- Entries shown:
■ ■ ■
use std::fmt::Display;
use std::str::FromStr;

use serde::{Deserialize, Serialize};

use crate::quota::errors::QuotaError;

/// Durability / eviction class of a piece of storage. Each one has its own root directory.
#[derive(Debug, Copy, Clone, PartialEq, Eq, Hash, PartialOrd, Ord, Serialize, Deserialize)]
#[serde(rename_all = "lowercase")]
pub enum PersistenceType {
    Persistent,
    Default,
    Temporary,
}

impl PersistenceType {
    pub const ALL: [PersistenceType; 3] = [
        PersistenceType::Persistent,
        PersistenceType::Default,
        PersistenceType::Temporary,
    ];

    /// Name of the directory below the storage root holding this persistence type.
    pub fn directory_name(&self) -> &'static str {
        match self {
            PersistenceType::Persistent => "permanent",
            PersistenceType::Default => "default",
            PersistenceType::Temporary => "temporary",
        }
    }

    pub fn from_directory_name(name: &str) -> Option<Self> {
        PersistenceType::ALL.into_iter().find(|p| p.directory_name() == name)
    }

    pub fn as_str(&self) -> &'static str {
        match self {
            PersistenceType::Persistent => "persistent",
            PersistenceType::Default => "default",
            PersistenceType::Temporary => "temporary",
        }
    }
}

impl Display for PersistenceType {
    fn fmt(&self, f: &mut std::fmt::Formatter<'_>) -> std::fmt::Result {
        write!(f, "{}", self.as_str())
    }
}

impl FromStr for PersistenceType {
    type Err = QuotaError;

    fn from_str(s: &str) -> Result<Self, Self::Err> {
        PersistenceType::ALL
            .into_iter()
            .find(|p| p.as_str() == s)
            .ok_or_else(|| QuotaError::InvalidPrincipal(format!("unknown persistence type: {s}")))
    }
}

/// Storage client owning a sub-tree of an origin directory.
#[derive(Debug, Copy, Clone, PartialEq, Eq, Hash, PartialOrd, Ord, Serialize, Deserialize)]
pub enum ClientType {
    #[serde(rename = "idb")]
    IndexedDb,
    #[serde(rename = "cache")]
    Cache,
    #[serde(rename = "ls")]
    LocalStorage,
    #[serde(rename = "sdb")]
    SimpleDb,
}

impl ClientType {
    pub const ALL: [ClientType; 4] = [
        ClientType::IndexedDb,
        ClientType::Cache,
        ClientType::LocalStorage,
        ClientType::SimpleDb,
    ];

    /// Short name, also used as the client's directory name inside an origin directory.
    pub fn as_str(&self) -> &'static str {
        match self {
            ClientType::IndexedDb => "idb",
            ClientType::Cache => "cache",
            ClientType::LocalStorage => "ls",
            ClientType::SimpleDb => "sdb",
        }
    }
}

impl Display for ClientType {
    fn fmt(&self, f: &mut std::fmt::Formatter<'_>) -> std::fmt::Result {
        write!(f, "{}", self.as_str())
    }
}

impl FromStr for ClientType {
    type Err = QuotaError;

    fn from_str(s: &str) -> Result<Self, Self::Err> {
        ClientType::ALL
            .into_iter()
            .find(|c| c.as_str() == s)
            .ok_or_else(|| QuotaError::UnknownClient(s.to_string()))
    }
}

#[derive(Debug, Copy, Clone, PartialEq, Eq, Hash)]
pub enum LockMode {
    Shared,
    Exclusive,
}

impl LockMode {
    pub fn conflicts_with(&self, other: LockMode) -> bool {
        matches!(self, LockMode::Exclusive) || matches!(other, LockMode::Exclusive)
    }
}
■ ■ ■
- What you need to do:
How many lines in the data above contain the word "origin"? Reply with only that figure.

- Result:
2